Exercise requirements —
One line at a time, check the entries below for the word "derive", and copy each line that has it.

Material for the task —
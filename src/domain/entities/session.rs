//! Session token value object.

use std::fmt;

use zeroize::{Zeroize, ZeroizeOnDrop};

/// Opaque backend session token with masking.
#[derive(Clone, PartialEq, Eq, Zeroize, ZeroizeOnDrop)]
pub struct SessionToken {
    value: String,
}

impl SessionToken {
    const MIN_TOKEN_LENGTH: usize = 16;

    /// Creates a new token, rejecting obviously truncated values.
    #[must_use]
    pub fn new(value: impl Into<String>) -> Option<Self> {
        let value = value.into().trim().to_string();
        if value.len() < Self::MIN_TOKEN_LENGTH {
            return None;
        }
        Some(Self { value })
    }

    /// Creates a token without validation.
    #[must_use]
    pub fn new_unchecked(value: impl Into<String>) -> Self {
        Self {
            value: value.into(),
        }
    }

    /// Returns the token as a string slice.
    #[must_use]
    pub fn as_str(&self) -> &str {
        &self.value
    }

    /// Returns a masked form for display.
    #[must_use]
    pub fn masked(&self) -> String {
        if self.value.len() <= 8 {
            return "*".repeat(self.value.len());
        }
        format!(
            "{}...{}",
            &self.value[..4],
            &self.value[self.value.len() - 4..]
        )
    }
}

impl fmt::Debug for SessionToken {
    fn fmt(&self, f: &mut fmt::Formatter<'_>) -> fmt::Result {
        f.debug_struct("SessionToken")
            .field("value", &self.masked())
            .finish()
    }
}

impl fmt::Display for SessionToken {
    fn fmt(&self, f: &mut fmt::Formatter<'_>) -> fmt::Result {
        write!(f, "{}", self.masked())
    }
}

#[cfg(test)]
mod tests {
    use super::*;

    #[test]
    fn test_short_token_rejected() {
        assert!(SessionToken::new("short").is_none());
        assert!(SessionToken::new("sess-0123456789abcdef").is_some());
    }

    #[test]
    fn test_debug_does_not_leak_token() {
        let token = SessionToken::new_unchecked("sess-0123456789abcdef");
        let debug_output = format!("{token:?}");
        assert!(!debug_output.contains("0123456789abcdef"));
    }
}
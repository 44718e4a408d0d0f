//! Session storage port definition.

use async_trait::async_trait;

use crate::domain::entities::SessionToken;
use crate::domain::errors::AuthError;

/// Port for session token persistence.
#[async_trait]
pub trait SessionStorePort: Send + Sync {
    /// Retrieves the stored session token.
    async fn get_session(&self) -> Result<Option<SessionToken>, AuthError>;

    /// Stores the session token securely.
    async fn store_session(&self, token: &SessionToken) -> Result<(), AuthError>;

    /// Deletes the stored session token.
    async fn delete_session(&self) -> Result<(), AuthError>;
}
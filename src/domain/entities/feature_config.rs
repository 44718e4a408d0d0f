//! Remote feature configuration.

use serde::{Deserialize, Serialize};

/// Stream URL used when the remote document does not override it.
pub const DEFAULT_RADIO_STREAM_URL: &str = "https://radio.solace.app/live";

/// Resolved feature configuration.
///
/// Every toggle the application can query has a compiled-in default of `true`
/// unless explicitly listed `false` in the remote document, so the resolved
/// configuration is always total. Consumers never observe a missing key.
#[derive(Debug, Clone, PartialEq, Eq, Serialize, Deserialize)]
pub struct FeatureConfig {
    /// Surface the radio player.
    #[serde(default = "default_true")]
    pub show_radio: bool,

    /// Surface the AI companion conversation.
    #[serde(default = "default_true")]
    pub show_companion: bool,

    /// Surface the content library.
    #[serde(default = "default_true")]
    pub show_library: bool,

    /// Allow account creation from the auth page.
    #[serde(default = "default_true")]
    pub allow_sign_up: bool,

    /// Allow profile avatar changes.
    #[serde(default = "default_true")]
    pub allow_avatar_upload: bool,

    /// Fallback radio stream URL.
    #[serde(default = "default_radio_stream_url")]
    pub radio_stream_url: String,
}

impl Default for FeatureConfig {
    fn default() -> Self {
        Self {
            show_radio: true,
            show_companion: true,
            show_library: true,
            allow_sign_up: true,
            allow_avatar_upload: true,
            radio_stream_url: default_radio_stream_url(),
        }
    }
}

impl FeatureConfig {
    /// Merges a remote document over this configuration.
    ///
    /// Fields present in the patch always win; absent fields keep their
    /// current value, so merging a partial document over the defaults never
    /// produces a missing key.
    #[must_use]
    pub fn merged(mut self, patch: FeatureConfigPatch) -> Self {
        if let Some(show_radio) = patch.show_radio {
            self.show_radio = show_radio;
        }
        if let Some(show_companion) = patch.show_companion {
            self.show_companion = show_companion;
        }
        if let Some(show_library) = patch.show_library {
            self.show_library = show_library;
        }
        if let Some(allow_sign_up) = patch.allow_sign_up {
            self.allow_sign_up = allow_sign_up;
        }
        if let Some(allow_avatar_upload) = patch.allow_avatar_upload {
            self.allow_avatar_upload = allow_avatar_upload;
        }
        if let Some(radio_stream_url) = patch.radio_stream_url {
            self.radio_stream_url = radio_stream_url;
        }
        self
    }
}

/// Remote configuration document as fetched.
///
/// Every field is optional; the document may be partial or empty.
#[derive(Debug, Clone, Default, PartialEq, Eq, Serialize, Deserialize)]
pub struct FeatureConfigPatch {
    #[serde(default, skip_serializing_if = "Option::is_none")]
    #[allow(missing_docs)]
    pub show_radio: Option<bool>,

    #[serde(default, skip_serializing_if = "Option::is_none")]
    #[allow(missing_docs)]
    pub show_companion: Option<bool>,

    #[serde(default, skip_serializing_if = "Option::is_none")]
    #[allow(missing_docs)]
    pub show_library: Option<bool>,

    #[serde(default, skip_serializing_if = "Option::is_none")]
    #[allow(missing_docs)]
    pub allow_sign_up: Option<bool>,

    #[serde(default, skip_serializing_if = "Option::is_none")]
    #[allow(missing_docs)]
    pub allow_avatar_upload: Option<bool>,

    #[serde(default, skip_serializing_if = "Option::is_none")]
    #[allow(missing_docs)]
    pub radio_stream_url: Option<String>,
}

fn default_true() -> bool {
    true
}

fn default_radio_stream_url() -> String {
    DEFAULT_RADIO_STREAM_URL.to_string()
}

==

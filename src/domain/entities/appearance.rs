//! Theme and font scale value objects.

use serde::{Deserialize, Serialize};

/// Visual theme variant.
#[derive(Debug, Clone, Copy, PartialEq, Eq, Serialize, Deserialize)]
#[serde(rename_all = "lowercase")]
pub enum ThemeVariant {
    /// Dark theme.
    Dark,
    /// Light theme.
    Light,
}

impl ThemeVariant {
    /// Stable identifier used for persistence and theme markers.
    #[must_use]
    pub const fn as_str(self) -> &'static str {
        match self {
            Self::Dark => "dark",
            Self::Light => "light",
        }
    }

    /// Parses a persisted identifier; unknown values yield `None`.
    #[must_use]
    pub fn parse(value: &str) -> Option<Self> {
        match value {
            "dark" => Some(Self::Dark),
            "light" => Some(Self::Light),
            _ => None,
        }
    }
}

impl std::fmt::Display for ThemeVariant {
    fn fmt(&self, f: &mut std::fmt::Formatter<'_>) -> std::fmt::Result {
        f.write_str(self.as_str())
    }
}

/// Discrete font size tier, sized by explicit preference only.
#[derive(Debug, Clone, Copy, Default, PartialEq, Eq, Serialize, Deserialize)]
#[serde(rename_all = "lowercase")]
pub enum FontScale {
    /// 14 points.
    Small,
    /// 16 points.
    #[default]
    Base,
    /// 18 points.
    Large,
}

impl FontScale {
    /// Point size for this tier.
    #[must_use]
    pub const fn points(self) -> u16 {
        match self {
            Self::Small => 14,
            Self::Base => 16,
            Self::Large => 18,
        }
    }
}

* * *

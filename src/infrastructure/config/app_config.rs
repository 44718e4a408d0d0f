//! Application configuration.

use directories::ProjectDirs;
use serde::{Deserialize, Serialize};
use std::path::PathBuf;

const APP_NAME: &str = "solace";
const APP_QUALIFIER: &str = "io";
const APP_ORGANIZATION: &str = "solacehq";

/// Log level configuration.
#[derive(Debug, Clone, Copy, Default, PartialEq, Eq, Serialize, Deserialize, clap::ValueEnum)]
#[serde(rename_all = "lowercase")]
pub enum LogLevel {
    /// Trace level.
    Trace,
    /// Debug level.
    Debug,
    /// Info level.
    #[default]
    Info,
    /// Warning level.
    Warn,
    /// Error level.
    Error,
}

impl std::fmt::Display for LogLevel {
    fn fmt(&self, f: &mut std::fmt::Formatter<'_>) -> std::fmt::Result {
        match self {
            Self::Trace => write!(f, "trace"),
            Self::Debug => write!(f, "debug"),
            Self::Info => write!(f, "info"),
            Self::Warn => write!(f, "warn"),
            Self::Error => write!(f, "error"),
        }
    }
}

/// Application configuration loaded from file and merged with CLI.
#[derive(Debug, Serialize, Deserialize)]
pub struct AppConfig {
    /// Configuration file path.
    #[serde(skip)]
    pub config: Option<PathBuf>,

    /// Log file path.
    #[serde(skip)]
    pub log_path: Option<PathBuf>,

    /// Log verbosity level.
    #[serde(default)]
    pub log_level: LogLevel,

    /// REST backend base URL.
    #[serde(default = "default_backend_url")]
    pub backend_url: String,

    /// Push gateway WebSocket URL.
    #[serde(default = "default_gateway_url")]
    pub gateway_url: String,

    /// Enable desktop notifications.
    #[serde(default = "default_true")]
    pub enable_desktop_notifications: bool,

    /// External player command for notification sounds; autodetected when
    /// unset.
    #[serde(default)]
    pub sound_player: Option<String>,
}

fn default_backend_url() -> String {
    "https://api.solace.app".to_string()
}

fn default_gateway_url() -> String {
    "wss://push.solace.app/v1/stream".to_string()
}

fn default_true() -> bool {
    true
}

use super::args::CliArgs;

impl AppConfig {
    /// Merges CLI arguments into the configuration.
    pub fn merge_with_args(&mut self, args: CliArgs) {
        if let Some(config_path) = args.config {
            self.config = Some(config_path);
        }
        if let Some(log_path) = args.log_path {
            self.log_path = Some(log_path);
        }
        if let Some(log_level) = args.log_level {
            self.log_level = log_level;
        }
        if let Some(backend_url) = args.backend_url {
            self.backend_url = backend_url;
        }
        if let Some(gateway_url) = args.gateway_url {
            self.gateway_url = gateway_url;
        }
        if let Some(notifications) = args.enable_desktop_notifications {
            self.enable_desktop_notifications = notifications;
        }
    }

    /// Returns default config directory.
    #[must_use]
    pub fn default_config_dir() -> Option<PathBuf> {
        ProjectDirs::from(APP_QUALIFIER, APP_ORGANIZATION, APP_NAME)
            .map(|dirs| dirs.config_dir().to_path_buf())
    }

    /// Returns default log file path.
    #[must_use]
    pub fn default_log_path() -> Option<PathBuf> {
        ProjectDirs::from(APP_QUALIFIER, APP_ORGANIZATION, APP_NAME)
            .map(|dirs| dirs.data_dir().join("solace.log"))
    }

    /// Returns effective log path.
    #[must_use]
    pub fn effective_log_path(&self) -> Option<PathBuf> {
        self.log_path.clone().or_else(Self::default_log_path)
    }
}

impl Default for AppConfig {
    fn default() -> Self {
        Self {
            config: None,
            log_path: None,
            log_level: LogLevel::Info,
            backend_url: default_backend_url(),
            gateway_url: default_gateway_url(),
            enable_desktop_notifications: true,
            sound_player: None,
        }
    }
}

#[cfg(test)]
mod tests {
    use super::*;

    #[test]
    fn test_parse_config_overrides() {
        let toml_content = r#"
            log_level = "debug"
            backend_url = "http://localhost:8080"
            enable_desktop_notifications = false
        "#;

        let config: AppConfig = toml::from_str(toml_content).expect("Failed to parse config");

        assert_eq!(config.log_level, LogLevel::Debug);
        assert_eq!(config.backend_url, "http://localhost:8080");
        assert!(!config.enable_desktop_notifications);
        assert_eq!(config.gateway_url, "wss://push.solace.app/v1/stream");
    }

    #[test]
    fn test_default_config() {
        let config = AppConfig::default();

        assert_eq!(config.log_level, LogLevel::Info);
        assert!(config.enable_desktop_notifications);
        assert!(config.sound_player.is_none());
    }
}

Your solution —
#[derive(Clone, PartialEq, Eq, Zeroize, ZeroizeOnDrop)]
#[derive(Debug, Clone, PartialEq, Eq, Serialize, Deserialize)]
#[derive(Debug, Clone, Default, PartialEq, Eq, Serialize, Deserialize)]
#[derive(Debug, Clone, Copy, PartialEq, Eq, Serialize, Deserialize)]
#[derive(Debug, Clone, Copy, Default, PartialEq, Eq, Serialize, Deserialize)]
#[derive(Debug, Clone, Copy, Default, PartialEq, Eq, Serialize, Deserialize, clap::ValueEnum)]
#[derive(Debug, Serialize, Deserialize)]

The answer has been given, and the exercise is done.